• **WHAT YOU WILL DO**: Whenever a line in the entries below includes the string "along", count that line. Report the total alone.

• **THE DATA**:

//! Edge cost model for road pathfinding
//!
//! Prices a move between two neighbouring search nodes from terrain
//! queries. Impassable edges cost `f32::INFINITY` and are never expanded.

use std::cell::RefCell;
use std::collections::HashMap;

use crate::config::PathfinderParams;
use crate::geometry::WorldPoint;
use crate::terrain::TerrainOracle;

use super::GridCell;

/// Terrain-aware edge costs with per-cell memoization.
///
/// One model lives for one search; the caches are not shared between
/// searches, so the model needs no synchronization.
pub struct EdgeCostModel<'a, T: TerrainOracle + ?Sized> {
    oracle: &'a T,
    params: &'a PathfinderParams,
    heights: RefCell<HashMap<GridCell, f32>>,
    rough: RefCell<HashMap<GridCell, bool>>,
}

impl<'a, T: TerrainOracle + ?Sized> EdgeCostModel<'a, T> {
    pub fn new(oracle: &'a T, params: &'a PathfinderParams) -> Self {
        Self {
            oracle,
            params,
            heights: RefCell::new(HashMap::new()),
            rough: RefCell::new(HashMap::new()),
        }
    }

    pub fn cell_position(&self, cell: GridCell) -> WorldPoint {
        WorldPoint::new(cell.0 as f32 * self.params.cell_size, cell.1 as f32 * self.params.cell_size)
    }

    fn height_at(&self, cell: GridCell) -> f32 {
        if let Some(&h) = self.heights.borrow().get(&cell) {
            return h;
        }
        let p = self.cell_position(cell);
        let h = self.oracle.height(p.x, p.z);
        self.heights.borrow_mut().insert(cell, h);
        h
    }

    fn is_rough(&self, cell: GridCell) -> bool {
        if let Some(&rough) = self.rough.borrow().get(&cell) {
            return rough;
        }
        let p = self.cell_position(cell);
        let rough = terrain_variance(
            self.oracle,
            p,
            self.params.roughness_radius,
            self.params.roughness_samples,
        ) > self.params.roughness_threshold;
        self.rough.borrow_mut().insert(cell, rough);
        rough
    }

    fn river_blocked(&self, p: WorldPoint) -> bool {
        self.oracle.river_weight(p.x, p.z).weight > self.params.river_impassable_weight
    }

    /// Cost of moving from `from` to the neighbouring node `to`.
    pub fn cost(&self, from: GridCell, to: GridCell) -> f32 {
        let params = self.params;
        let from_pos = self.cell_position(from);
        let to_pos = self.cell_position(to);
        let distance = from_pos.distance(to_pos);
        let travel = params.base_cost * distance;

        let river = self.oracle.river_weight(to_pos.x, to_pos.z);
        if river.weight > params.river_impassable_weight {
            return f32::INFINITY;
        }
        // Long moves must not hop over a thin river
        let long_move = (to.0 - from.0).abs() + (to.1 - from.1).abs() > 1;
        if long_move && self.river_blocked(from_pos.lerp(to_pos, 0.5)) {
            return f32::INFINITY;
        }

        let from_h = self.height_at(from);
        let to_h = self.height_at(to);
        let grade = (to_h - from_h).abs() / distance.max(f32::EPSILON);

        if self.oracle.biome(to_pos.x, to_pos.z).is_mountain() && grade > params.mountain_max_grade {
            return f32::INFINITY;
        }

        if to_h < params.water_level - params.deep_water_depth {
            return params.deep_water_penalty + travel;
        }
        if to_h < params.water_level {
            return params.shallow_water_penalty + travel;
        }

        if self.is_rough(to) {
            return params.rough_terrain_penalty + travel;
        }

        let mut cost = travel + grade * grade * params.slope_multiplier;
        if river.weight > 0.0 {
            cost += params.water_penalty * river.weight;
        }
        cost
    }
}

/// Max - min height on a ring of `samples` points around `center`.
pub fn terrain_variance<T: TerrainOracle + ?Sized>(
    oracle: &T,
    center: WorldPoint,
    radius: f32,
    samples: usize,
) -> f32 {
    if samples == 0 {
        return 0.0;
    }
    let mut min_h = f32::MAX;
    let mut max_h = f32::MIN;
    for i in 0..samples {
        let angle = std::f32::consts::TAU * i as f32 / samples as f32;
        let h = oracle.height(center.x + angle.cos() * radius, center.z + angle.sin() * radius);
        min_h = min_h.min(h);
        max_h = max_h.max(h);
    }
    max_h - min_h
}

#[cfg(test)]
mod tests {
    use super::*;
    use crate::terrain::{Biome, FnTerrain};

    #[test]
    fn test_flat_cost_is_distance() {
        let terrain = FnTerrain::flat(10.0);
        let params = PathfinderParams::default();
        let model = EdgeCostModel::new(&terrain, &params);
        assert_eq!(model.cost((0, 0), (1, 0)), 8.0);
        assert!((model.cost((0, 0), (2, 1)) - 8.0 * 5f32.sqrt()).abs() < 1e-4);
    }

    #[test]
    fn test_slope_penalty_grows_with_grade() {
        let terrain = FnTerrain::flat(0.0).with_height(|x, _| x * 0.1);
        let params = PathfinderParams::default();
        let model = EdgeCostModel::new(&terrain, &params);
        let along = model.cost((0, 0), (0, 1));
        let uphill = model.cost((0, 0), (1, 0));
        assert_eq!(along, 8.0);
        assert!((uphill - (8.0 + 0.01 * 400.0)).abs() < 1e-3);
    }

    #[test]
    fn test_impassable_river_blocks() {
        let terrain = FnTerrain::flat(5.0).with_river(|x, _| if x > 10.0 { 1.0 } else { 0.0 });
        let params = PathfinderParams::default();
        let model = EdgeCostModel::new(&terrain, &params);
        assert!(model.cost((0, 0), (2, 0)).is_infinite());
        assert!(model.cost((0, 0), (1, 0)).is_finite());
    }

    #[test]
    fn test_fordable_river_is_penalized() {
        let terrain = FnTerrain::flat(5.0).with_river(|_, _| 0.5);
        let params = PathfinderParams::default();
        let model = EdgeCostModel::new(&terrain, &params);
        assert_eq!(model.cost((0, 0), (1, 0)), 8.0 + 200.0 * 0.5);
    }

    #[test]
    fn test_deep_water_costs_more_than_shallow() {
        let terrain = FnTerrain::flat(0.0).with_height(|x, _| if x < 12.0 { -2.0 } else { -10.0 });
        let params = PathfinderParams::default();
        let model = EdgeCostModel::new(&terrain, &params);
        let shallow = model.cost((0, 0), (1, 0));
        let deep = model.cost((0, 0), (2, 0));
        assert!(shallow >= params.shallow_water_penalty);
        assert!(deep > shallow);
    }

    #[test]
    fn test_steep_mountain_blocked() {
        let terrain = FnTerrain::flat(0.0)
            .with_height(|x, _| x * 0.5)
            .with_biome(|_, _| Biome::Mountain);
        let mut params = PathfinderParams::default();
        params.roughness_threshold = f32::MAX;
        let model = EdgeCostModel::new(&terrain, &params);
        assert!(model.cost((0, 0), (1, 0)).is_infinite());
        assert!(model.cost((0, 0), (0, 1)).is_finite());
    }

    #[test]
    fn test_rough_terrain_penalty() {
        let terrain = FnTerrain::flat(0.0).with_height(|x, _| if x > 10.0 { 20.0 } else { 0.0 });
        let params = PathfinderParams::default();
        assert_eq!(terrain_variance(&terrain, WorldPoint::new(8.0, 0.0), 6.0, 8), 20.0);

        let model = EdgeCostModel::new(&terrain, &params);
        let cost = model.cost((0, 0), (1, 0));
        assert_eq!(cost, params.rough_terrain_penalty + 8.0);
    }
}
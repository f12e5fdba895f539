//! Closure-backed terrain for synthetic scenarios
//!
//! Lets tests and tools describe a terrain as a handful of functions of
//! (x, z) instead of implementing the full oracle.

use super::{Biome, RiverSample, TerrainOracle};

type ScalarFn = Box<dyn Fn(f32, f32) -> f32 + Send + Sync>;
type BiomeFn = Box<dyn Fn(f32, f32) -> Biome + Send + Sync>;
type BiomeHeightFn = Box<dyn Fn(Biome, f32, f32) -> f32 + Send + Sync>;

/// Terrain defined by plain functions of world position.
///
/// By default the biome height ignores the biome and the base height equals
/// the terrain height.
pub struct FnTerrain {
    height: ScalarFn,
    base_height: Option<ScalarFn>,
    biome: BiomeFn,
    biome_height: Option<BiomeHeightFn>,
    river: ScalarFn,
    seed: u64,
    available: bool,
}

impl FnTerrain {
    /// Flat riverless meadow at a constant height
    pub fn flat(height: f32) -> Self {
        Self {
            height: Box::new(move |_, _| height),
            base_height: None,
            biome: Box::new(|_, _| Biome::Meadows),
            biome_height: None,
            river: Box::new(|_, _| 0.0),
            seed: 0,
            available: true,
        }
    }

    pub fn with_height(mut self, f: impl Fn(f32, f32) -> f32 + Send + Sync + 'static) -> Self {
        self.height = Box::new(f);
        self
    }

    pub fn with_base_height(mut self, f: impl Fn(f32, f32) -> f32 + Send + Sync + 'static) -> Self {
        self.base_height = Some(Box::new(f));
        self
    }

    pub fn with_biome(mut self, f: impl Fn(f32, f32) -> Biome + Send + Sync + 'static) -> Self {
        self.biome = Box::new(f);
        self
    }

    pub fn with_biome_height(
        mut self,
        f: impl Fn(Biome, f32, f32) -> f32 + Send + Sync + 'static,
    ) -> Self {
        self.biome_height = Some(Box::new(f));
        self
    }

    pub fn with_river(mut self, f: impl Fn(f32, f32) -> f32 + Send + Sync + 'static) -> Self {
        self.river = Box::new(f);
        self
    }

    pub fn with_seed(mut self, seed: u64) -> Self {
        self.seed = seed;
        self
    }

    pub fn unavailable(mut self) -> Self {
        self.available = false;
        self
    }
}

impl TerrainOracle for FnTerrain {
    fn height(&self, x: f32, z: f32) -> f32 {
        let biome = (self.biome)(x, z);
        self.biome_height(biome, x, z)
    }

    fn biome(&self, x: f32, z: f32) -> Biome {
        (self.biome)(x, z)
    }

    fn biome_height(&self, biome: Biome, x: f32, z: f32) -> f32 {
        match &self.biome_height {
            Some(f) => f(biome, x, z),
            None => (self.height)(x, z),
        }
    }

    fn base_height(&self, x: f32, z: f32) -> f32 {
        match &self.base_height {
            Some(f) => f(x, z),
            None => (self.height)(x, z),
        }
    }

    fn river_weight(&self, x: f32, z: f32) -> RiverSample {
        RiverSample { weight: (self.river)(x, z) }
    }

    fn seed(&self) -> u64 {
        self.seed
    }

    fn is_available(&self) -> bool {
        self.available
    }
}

• **WRITTEN ANSWER**: 2